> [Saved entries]
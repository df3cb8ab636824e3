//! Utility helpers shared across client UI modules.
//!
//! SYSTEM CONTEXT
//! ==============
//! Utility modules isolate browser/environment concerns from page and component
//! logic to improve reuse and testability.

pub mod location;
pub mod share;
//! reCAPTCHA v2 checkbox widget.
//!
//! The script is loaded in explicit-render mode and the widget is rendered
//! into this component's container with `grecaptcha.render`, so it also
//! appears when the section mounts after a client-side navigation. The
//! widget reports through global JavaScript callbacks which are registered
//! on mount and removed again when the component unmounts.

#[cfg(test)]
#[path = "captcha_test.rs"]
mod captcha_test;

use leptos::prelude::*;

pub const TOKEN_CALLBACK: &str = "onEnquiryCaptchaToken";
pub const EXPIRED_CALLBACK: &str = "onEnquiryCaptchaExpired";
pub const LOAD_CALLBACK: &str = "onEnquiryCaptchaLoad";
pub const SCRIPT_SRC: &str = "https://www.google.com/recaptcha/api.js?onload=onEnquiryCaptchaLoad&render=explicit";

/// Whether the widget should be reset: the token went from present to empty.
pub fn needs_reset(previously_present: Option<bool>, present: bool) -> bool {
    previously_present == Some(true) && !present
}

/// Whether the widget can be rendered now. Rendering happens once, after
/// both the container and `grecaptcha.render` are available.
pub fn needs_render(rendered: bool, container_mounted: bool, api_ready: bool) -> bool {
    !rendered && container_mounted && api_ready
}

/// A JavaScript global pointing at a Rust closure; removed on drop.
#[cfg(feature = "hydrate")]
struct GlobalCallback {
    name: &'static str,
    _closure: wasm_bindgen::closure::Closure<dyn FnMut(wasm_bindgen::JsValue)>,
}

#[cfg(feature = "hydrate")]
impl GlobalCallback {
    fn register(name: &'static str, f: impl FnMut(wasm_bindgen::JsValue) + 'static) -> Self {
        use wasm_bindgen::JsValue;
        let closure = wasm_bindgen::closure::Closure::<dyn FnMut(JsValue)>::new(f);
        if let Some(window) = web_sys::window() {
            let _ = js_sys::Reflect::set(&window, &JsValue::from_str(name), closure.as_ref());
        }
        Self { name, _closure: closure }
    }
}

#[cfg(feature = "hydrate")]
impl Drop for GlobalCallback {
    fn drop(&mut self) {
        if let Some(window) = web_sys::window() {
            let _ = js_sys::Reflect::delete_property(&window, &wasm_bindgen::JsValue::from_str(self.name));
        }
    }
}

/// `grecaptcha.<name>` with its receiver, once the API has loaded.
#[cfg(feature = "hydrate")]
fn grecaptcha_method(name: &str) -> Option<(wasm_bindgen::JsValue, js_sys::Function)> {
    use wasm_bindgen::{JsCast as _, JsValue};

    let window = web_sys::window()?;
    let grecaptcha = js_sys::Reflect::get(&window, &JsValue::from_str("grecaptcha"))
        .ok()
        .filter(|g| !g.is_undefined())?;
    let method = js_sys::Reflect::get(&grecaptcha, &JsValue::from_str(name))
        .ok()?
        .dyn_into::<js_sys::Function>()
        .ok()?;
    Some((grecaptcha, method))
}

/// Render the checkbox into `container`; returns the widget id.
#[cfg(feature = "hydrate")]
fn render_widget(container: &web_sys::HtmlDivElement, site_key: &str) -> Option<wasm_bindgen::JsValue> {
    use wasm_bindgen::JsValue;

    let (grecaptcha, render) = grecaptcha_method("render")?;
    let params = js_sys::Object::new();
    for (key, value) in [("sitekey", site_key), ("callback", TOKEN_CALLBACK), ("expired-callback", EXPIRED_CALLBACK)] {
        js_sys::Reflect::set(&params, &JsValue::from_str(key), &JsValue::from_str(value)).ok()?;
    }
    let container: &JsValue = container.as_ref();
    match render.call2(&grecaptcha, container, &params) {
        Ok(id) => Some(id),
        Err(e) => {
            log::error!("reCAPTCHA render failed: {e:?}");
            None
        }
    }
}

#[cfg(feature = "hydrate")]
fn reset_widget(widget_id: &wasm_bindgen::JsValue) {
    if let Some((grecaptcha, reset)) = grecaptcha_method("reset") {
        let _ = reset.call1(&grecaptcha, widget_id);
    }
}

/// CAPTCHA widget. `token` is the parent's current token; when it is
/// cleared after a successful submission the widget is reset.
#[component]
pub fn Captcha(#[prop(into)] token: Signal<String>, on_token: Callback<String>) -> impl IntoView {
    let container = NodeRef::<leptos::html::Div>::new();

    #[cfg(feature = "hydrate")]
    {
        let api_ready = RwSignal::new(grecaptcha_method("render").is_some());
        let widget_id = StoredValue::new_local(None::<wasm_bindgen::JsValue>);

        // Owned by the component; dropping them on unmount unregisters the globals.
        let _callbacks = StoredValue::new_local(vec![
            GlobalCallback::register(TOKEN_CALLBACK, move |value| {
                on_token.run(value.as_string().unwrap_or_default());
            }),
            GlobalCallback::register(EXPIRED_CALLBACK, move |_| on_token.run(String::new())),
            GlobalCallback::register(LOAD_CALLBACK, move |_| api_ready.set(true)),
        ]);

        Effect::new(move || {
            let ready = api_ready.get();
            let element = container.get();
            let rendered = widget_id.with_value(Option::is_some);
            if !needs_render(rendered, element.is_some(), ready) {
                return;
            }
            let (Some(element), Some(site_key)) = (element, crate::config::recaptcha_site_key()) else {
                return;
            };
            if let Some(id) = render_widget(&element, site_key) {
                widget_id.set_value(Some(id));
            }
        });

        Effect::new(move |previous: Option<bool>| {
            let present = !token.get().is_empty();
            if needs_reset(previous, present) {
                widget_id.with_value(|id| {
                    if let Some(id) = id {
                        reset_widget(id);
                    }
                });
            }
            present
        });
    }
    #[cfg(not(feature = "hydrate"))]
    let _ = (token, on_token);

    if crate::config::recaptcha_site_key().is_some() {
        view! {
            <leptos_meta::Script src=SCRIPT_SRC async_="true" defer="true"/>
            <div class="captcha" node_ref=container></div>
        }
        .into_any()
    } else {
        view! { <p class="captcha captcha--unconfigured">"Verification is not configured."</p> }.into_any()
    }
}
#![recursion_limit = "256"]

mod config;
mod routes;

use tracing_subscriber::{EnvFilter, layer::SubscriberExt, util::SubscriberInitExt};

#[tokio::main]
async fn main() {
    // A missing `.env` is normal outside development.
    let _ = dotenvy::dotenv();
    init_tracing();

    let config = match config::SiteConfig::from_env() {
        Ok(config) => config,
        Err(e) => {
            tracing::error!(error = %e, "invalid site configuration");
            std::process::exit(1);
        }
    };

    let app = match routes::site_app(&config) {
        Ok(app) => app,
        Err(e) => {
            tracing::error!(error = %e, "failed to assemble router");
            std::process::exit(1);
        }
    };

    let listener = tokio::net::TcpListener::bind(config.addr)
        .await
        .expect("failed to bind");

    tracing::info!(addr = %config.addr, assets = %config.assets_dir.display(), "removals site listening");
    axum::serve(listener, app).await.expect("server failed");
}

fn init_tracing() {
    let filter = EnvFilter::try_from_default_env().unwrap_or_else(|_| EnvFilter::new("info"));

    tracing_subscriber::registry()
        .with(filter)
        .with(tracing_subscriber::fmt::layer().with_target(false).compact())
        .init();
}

--

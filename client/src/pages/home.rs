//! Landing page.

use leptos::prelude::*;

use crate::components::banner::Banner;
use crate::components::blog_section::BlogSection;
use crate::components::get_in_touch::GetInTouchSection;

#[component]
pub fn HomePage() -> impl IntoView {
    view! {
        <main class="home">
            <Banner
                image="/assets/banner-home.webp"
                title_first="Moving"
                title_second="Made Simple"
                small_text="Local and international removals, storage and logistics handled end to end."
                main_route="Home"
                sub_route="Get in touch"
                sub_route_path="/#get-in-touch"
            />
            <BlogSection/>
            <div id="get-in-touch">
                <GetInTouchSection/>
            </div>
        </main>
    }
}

...

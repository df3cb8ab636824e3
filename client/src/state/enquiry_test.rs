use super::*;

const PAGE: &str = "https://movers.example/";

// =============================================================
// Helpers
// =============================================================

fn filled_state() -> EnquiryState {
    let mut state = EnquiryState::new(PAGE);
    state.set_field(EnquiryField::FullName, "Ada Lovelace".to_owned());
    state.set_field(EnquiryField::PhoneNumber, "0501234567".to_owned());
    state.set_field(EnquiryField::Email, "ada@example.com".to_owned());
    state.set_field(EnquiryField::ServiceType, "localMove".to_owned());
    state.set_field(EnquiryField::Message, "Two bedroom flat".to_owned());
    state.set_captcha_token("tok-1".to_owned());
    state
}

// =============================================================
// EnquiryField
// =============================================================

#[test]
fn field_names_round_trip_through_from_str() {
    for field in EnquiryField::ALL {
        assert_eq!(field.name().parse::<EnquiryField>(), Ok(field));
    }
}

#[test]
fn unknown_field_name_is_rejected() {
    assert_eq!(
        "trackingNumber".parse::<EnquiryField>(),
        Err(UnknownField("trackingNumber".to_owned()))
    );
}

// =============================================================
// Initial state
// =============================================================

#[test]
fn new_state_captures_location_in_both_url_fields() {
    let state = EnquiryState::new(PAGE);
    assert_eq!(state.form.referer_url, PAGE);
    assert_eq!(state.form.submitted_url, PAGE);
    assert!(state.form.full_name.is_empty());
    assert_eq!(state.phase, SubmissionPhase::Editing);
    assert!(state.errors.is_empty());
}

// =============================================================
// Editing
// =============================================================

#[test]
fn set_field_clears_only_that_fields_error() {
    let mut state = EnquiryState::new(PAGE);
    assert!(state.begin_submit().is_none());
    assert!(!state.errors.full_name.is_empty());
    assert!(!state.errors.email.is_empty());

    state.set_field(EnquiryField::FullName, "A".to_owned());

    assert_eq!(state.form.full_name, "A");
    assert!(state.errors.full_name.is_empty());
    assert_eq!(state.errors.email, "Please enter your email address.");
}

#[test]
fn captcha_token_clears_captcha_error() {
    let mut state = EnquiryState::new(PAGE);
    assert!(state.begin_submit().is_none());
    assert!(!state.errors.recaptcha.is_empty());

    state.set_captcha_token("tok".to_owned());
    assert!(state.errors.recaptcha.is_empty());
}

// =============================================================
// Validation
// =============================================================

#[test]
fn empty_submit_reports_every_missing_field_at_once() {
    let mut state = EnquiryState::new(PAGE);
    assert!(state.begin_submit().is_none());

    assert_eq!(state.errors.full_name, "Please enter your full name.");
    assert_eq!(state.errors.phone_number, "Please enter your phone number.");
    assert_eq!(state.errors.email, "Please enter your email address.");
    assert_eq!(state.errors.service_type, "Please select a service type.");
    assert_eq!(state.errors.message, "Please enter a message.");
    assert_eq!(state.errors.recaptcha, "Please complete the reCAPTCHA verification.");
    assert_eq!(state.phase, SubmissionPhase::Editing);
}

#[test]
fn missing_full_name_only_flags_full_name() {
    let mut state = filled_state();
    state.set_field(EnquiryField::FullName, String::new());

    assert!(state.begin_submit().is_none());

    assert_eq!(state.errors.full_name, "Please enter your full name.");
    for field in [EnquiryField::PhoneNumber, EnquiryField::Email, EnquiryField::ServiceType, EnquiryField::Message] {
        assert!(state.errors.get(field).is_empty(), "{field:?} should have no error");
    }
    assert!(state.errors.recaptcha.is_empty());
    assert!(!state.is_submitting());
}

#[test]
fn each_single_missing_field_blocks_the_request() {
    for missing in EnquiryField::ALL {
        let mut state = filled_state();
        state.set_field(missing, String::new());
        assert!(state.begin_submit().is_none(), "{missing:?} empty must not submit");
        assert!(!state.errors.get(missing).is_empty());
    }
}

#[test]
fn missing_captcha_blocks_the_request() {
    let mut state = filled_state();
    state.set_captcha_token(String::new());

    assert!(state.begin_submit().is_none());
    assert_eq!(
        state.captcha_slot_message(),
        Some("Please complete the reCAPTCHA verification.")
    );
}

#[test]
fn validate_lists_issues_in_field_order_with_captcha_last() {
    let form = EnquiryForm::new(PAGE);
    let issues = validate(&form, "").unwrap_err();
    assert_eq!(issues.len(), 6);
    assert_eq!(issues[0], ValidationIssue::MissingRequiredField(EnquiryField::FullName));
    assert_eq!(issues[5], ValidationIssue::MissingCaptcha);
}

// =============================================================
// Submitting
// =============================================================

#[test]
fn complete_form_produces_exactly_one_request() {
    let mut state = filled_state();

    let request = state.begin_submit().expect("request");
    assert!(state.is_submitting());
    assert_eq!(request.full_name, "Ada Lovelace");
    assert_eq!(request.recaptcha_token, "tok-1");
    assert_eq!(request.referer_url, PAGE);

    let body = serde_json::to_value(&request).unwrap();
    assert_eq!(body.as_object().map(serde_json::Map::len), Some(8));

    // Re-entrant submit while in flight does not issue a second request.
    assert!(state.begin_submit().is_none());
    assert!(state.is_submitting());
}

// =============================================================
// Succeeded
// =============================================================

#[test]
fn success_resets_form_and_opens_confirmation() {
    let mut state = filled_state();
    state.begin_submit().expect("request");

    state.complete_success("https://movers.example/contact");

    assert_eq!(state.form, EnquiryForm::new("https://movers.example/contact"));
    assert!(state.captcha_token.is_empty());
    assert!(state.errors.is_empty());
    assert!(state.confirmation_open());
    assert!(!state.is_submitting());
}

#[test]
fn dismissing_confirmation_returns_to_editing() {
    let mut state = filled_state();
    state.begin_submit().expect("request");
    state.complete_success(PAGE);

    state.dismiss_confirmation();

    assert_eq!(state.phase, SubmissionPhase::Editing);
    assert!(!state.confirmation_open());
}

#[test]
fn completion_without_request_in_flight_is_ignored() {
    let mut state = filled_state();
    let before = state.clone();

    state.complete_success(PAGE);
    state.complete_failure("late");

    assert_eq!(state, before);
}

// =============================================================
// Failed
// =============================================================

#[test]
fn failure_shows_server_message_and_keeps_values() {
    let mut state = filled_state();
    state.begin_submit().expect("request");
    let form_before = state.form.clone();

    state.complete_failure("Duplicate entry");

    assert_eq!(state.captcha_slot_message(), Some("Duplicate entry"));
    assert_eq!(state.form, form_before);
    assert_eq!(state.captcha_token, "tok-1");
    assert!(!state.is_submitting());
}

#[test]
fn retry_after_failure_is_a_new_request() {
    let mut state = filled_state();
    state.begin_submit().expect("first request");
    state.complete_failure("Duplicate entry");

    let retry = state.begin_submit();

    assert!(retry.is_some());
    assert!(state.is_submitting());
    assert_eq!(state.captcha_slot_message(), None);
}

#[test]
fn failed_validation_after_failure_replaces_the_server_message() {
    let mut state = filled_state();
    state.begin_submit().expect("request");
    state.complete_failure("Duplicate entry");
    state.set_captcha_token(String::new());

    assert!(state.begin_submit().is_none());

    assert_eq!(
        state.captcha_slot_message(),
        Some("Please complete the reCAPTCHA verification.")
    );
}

> [What this task involves] Look for the word "window" in the data, then return every line that contains it.

> [Reply to the task]
        if let Some(window) = web_sys::window() {
            let _ = js_sys::Reflect::set(&window, &JsValue::from_str(name), closure.as_ref());
        if let Some(window) = web_sys::window() {
            let _ = js_sys::Reflect::delete_property(&window, &wasm_bindgen::JsValue::from_str(self.name));
    let window = web_sys::window()?;
    let grecaptcha = js_sys::Reflect::get(&window, &JsValue::from_str("grecaptcha"))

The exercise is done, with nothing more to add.